## Description of the task
Copy every line from the records below that holds the word "while".

## Data excerpts
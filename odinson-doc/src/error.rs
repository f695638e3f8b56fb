//! Error types for the `odinson-doc` crate.

use std::path::PathBuf;

use thiserror::Error;

/// Violations of the sentence and field invariants.
#[derive(Debug, Clone, PartialEq, Eq, Error)]
pub enum ValidationError {
    /// A sentence carried no tokens field at all.
    #[error("sentence has no tokens fields")]
    MissingTokens,

    /// Tokens fields within one sentence disagree on their length.
    #[error("tokens fields disagree on length: found {counts:?}")]
    FieldCountMismatch {
        /// The distinct lengths found, in ascending order.
        counts: Vec<usize>,
    },

    /// A token attribute is missing from some of the tokens.
    #[error("attribute '{attribute}' present on {found} of {expected} tokens")]
    InconsistentAttributeLength {
        /// The attribute name.
        attribute: String,
        /// The number of tokens in the sentence.
        expected: usize,
        /// The number of tokens carrying the attribute.
        found: usize,
    },

    /// The wire `numTokens` disagrees with the tokens fields.
    #[error("declared numTokens ({declared}) does not match tokens fields ({actual})")]
    DeclaredTokenCount {
        /// The count read from the wire.
        declared: usize,
        /// The count computed from the tokens fields.
        actual: usize,
    },

    /// A nested field exceeds the accepted nesting depth.
    #[error("field '{name}' nests {depth} levels deep (max {max})")]
    NestingTooDeep {
        /// Name of the outermost field.
        name: String,
        /// Depth found.
        depth: usize,
        /// Maximum accepted depth.
        max: usize,
    },
}

/// Errors produced while building, loading, or querying documents.
#[derive(Debug, Error)]
pub enum DocError {
    /// A wire document or field could not be decoded.
    #[error("Decode error at '{path}': {message}")]
    Decode {
        /// Path of the offending value, e.g. `sentences[0].fields[2]`.
        path: String,
        /// A description of the failure.
        message: String,
    },

    /// A document could not be serialized.
    #[error("Encode error: {message}")]
    Encode {
        /// A description of the failure.
        message: String,
    },

    /// A sentence or field broke a structural invariant.
    #[error(transparent)]
    Validation(#[from] ValidationError),

    /// A token index fell outside the sentence.
    #[error("token index {index} out of range for sentence of {len} tokens")]
    Bounds {
        /// The requested index.
        index: usize,
        /// The sentence length.
        len: usize,
    },

    /// Reading or writing a document file failed.
    #[error("I/O error on {}: {source}", path.display())]
    Io {
        /// The file involved.
        path: PathBuf,
        /// The underlying error.
        #[source]
        source: std::io::Error,
    },
}

/// A convenience result type for document operations.
pub type Result<T> = std::result::Result<T, DocError>;
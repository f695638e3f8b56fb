//! Odinson document model.
//!
//! This crate provides:
//! - [`Field`] — the closed set of typed annotations (tokens, graph, string,
//!   date, number, nested) with their `$type`-tagged wire format
//! - [`Sentence`] — validated token sequences with a derived per-token view
//! - [`Document`] — sentences plus metadata, loadable from plain or gzipped JSON
//! - [`ContentHash`] — deterministic structural hashing for all three
//!
//! # Example
//!
//! ```rust
//! use odinson_doc::{ContentHash, Document, Field, Sentence};
//!
//! let sentence = Sentence::from_fields(vec![
//!     Field::tokens("word", vec!["Rain".into(), "fell".into()]),
//!     Field::tokens("lemma", vec!["rain".into(), "fall".into()]),
//! ])?;
//! let doc = Document::new("doc-1", vec![Field::string("source", "wire")], vec![sentence]);
//!
//! assert_eq!(doc.sentences()[0].token_at(1)?["lemma"], "fall");
//! assert_eq!(doc.content_hash(), doc.copy().build().content_hash());
//! # Ok::<(), odinson_doc::DocError>(())
//! ```

pub mod document;
pub mod error;
pub mod field;
pub mod hash;
pub mod sentence;

pub use document::{AttributeView, Document, DocumentCopy};
pub use error::{DocError, Result, ValidationError};
pub use field::{
    DateField, Edge, Field, FieldType, GraphField, MAX_NESTING_DEPTH, NestedField, NumberField,
    StringField, TokensField,
};
pub use hash::{ContentDigest, ContentHash, ContentHasher};
pub use sentence::{Sentence, Token, validate_fields};
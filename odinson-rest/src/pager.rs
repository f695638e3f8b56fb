//! Cursor-based iteration over every hit of a pattern query.
//!
//! The remote endpoint is stateless and returns one page per request. A
//! [`SearchPager`] turns those pages into one ordered stream: it keeps the
//! identity of the last hit of the most recent page as a [`Cursor`] and asks
//! for the page after it whenever its buffer runs dry.
//!
//! # Example
//!
//! ```rust,ignore
//! use odinson_rest::{HttpOdinsonClient, PatternQuery};
//!
//! let client = HttpOdinsonClient::from_address("http://localhost:9000")?;
//! let mut pager = client.search_all(PatternQuery::new("[lemma=pie]"));
//! while let Some(hit) = pager.next().await {
//!     println!("{} {}", hit.document_id, hit.words.join(" "));
//! }
//! ```

use std::collections::{HashSet, VecDeque};
use std::sync::Arc;

use futures::Stream;
use tracing::{debug, warn};

use crate::backend::SearchBackend;
use crate::query::{Cursor, PatternQuery};
use crate::responses::ScoreDoc;

/// Lifecycle of a [`SearchPager`].
#[derive(Debug, Clone, Copy, PartialEq, Eq)]
pub enum PagerState {
    /// No page requested yet.
    Start,
    /// A page request is in flight.
    Fetching,
    /// At least one page has arrived and iteration may continue.
    HasPage,
    /// Terminal: no further requests will be issued.
    Exhausted,
}

/// A lazy, single-pass, finite sequence of [`ScoreDoc`]s for one query.
///
/// - The stop count is the `total_hits` reported by the *first* page. A
///   later page reporting a different total is logged and ignored for the
///   stop count, while its last hit still advances the cursor.
/// - Exactly one request is issued each time the buffer is empty and fewer
///   than the stop count have been yielded.
/// - Hits whose sentence id was already yielded are skipped; a page with no
///   new hits ends iteration.
/// - Dropping the pager issues no further requests. It cannot be restarted.
pub struct SearchPager {
    backend: Arc<dyn SearchBackend>,
    query: PatternQuery,
    state: PagerState,
    buffer: VecDeque<ScoreDoc>,
    cursor: Option<Cursor>,
    seen: HashSet<u64>,
    total_hits: Option<u64>,
    yielded: u64,
    pages_fetched: usize,
}

impl SearchPager {
    pub fn new(backend: Arc<dyn SearchBackend>, query: PatternQuery) -> Self {
        Self {
            backend,
            query,
            state: PagerState::Start,
            buffer: VecDeque::new(),
            cursor: None,
            seen: HashSet::new(),
            total_hits: None,
            yielded: 0,
            pages_fetched: 0,
        }
    }

    pub fn query(&self) -> &PatternQuery {
        &self.query
    }

    pub fn state(&self) -> PagerState {
        self.state
    }

    /// Number of page requests issued so far.
    pub fn pages_fetched(&self) -> usize {
        self.pages_fetched
    }

    /// Number of hits returned so far.
    pub fn yielded(&self) -> u64 {
        self.yielded
    }

    /// The stop count, known once the first page has arrived.
    pub fn total_hits(&self) -> Option<u64> {
        self.total_hits
    }

    /// The next hit, fetching one more page if the buffer is empty.
    pub async fn next(&mut self) -> Option<ScoreDoc> {
        loop {
            if self.state == PagerState::Exhausted {
                return None;
            }
            if self.total_hits.is_some_and(|total| self.yielded >= total) {
                self.state = PagerState::Exhausted;
                debug!(pattern = %self.query.pattern, yielded = self.yielded, "search exhausted");
                return None;
            }
            if let Some(doc) = self.buffer.pop_front() {
                self.yielded += 1;
                return Some(doc);
            }
            self.fetch_page().await;
        }
    }

    async fn fetch_page(&mut self) {
        self.state = PagerState::Fetching;
        let page = self.backend.search(&self.query, self.cursor.as_ref()).await;
        self.pages_fetched += 1;

        let total = *self.total_hits.get_or_insert(page.total_hits);
        if page.total_hits != total {
            warn!(
                pattern = %self.query.pattern,
                first_total = total,
                page_total = page.total_hits,
                page = self.pages_fetched,
                "total hits changed between pages; keeping the first page's total"
            );
        }

        if let Some(last) = page.score_docs.last() {
            self.cursor = Some(Cursor::from(last));
        }
        let received = page.score_docs.len();
        for doc in page.score_docs {
            if self.seen.insert(doc.sentence_id) {
                self.buffer.push_back(doc);
            }
        }

        debug!(
            pattern = %self.query.pattern,
            page = self.pages_fetched,
            received,
            fresh = self.buffer.len(),
            total,
            "fetched search page"
        );

        if self.buffer.is_empty() {
            if self.yielded < total {
                warn!(
                    pattern = %self.query.pattern,
                    yielded = self.yielded,
                    total,
                    "page held no new hits before reaching the total; stopping"
                );
            }
            self.state = PagerState::Exhausted;
        } else {
            self.state = PagerState::HasPage;
        }
    }

    /// Drain every remaining hit.
    pub async fn collect_all(mut self) -> Vec<ScoreDoc> {
        let mut hits = Vec::new();
        while let Some(doc) = self.next().await {
            hits.push(doc);
        }
        hits
    }

    /// Adapt the pager into a [`Stream`] of hits.
    pub fn into_stream(self) -> impl Stream<Item = ScoreDoc> + Send {
        futures::stream::unfold(self, |mut pager| async move {
            pager.next().await.map(|doc| (doc, pager))
        })
    }
}

impl std::fmt::Debug for SearchPager {
    fn fmt(&self, f: &mut std::fmt::Formatter<'_>) -> std::fmt::Result {
        f.debug_struct("SearchPager")
            .field("query", &self.query)
            .field("state", &self.state)
            .field("cursor", &self.cursor)
            .field("total_hits", &self.total_hits)
            .field("yielded", &self.yielded)
            .field("pages_fetched", &self.pages_fetched)
            .finish_non_exhaustive()
    }
}
//! Error types for the `odinson-rest` crate.

use odinson_doc::DocError;
use thiserror::Error;

/// Errors that can occur when talking to an Odinson index.
#[derive(Debug, Error)]
pub enum OdinsonError {
    /// The request never produced an HTTP response.
    #[error("Odinson unavailable at {endpoint}: {message}")]
    RemoteUnavailable {
        /// The endpoint that was called.
        endpoint: String,
        /// A description of the transport failure.
        message: String,
    },

    /// The server answered with a non-success status.
    #[error("Odinson rejected request ({status}): {}", errors.join("; "))]
    RemoteRejected {
        /// HTTP status code.
        status: u16,
        /// Error messages reported by the server, if any.
        errors: Vec<String>,
    },

    /// The response body could not be decoded.
    #[error("Invalid response from {endpoint}: {message}")]
    InvalidResponse {
        /// The endpoint that was called.
        endpoint: String,
        /// A description of the decode failure.
        message: String,
    },

    /// A client configuration error.
    #[error("Configuration error: {0}")]
    Config(String),

    /// An error propagated from `odinson-doc`.
    #[error(transparent)]
    Document(#[from] DocError),
}

/// A convenience result type for client operations.
pub type Result<T> = std::result::Result<T, OdinsonError>;
//! Structural content hashing.
//!
//! Every [`Field`](crate::Field), [`Sentence`](crate::Sentence) and
//! [`Document`](crate::Document) hashes to a [`ContentDigest`] computed over
//! its normalized content, so two independently built values with the same
//! structure always produce the same digest.

use std::fmt;

use sha2::{Digest, Sha256};

/// A SHA-256 digest over an entity's normalized content.
#[derive(Debug, Clone, Copy, PartialEq, Eq, Hash, PartialOrd, Ord)]
pub struct ContentDigest([u8; 32]);

impl ContentDigest {
    /// Raw digest bytes.
    pub fn as_bytes(&self) -> &[u8; 32] {
        &self.0
    }
}

impl fmt::Display for ContentDigest {
    fn fmt(&self, f: &mut fmt::Formatter<'_>) -> fmt::Result {
        for byte in &self.0 {
            write!(f, "{byte:02x}")?;
        }
        Ok(())
    }
}

/// Incremental hasher with an unambiguous framing for each written value.
///
/// Strings and sequences are length-prefixed so that adjacent values cannot
/// run into each other (`["ab", "c"]` and `["a", "bc"]` hash differently).
#[derive(Debug, Clone, Default)]
pub struct ContentHasher {
    inner: Sha256,
}

impl ContentHasher {
    pub fn new() -> Self {
        Self::default()
    }

    pub fn write_tag(&mut self, tag: u8) {
        self.inner.update([tag]);
    }

    pub fn write_len(&mut self, len: usize) {
        self.inner.update((len as u64).to_le_bytes());
    }

    pub fn write_u64(&mut self, value: u64) {
        self.inner.update(value.to_le_bytes());
    }

    pub fn write_f64(&mut self, value: f64) {
        self.inner.update(value.to_bits().to_le_bytes());
    }

    pub fn write_str(&mut self, value: &str) {
        self.write_len(value.len());
        self.inner.update(value.as_bytes());
    }

    pub fn write_digest(&mut self, digest: &ContentDigest) {
        self.inner.update(digest.as_bytes());
    }

    pub fn finish(self) -> ContentDigest {
        ContentDigest(self.inner.finalize().into())
    }
}

/// Types with a deterministic structural hash.
pub trait ContentHash {
    /// Feed this value's normalized content into `hasher`.
    fn hash_content(&self, hasher: &mut ContentHasher);

    /// Compute the digest of this value alone.
    fn content_hash(&self) -> ContentDigest {
        let mut hasher = ContentHasher::new();
        self.hash_content(&mut hasher);
        hasher.finish()
    }
}
//! Configuration for the Odinson REST client.

use std::sync::LazyLock;
use std::time::Duration;

use url::Url;

use crate::error::{OdinsonError, Result};

/// Default address of a locally running Odinson REST API.
pub const DEFAULT_ADDRESS: &str = "http://localhost:9000";

/// Environment variable holding the base address.
pub const ADDRESS_ENV: &str = "ODINSON_ADDRESS";

/// Environment variable holding the per-request timeout in seconds.
pub const TIMEOUT_ENV: &str = "ODINSON_TIMEOUT_SECS";

/// Connection parameters for [`HttpOdinsonClient`](crate::HttpOdinsonClient).
#[derive(Debug, Clone, PartialEq)]
pub struct ClientConfig {
    /// Base address of the REST API; endpoint paths are appended to it.
    pub base_url: Url,
    /// Per-request timeout applied by the transport. `None` waits indefinitely.
    pub timeout: Option<Duration>,
    /// Default sentence length cap used when indexing; `None` means unbounded.
    pub max_tokens_per_sentence: Option<usize>,
    /// Value of the `User-Agent` header.
    pub user_agent: String,
}

impl Default for ClientConfig {
    fn default() -> Self {
        Self {
            base_url: DEFAULT_BASE_URL.clone(),
            timeout: None,
            max_tokens_per_sentence: None,
            user_agent: concat!("odinson-rest/", env!("CARGO_PKG_VERSION")).to_string(),
        }
    }
}

static DEFAULT_BASE_URL: LazyLock<Url> = LazyLock::new(|| {
    Url::parse(DEFAULT_ADDRESS).expect("unreachable error: failed to parse default base URL")
});

impl ClientConfig {
    /// Create a new builder for constructing a [`ClientConfig`].
    pub fn builder() -> ClientConfigBuilder {
        ClientConfigBuilder::default()
    }

    /// Read `ODINSON_ADDRESS` and `ODINSON_TIMEOUT_SECS`, falling back to defaults.
    ///
    /// # Errors
    ///
    /// Returns [`OdinsonError::Config`] if either variable is set but invalid.
    pub fn from_env() -> Result<Self> {
        let mut builder = Self::builder();
        if let Ok(address) = std::env::var(ADDRESS_ENV) {
            builder = builder.address(address);
        }
        if let Ok(secs) = std::env::var(TIMEOUT_ENV) {
            let secs: u64 = secs.trim().parse().map_err(|_| {
                OdinsonError::Config(format!(
                    "{TIMEOUT_ENV} must be a whole number of seconds, got '{secs}'"
                ))
            })?;
            builder = builder.timeout(Duration::from_secs(secs));
        }
        builder.build()
    }
}

/// Builder for constructing a validated [`ClientConfig`].
#[derive(Debug, Clone, Default)]
pub struct ClientConfigBuilder {
    address: Option<String>,
    timeout: Option<Duration>,
    max_tokens_per_sentence: Option<usize>,
    user_agent: Option<String>,
}

impl ClientConfigBuilder {
    /// Set the base address, e.g. `http://localhost:9000`.
    pub fn address(mut self, address: impl Into<String>) -> Self {
        self.address = Some(address.into());
        self
    }

    /// Set the per-request timeout.
    pub fn timeout(mut self, timeout: Duration) -> Self {
        self.timeout = Some(timeout);
        self
    }

    /// Set the default sentence length cap for indexing.
    pub fn max_tokens_per_sentence(mut self, max: usize) -> Self {
        self.max_tokens_per_sentence = Some(max);
        self
    }

    pub fn user_agent(mut self, user_agent: impl Into<String>) -> Self {
        self.user_agent = Some(user_agent.into());
        self
    }

    /// Build the [`ClientConfig`], validating the address.
    ///
    /// # Errors
    ///
    /// Returns [`OdinsonError::Config`] if:
    /// - the address is not an absolute `http` or `https` URL
    /// - the timeout is zero
    pub fn build(self) -> Result<ClientConfig> {
        let defaults = ClientConfig::default();

        let base_url = match self.address {
            Some(address) => Url::parse(address.trim()).map_err(|e| {
                OdinsonError::Config(format!("invalid Odinson address '{address}': {e}"))
            })?,
            None => defaults.base_url,
        };
        if !matches!(base_url.scheme(), "http" | "https") || base_url.cannot_be_a_base() {
            return Err(OdinsonError::Config(format!(
                "Odinson address must be an http(s) URL, got '{base_url}'"
            )));
        }
        if self.timeout.is_some_and(|t| t.is_zero()) {
            return Err(OdinsonError::Config("timeout must be greater than zero".to_string()));
        }

        Ok(ClientConfig {
            base_url,
            timeout: self.timeout,
            max_tokens_per_sentence: self.max_tokens_per_sentence,
            user_agent: self.user_agent.unwrap_or(defaults.user_agent),
        })
    }
}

## Solved problem
/// Errors produced while building, loading, or querying documents.
//! while let Some(hit) = pager.next().await {
///   stop count, while its last hit still advances the cursor.
        while let Some(doc) = self.next().await {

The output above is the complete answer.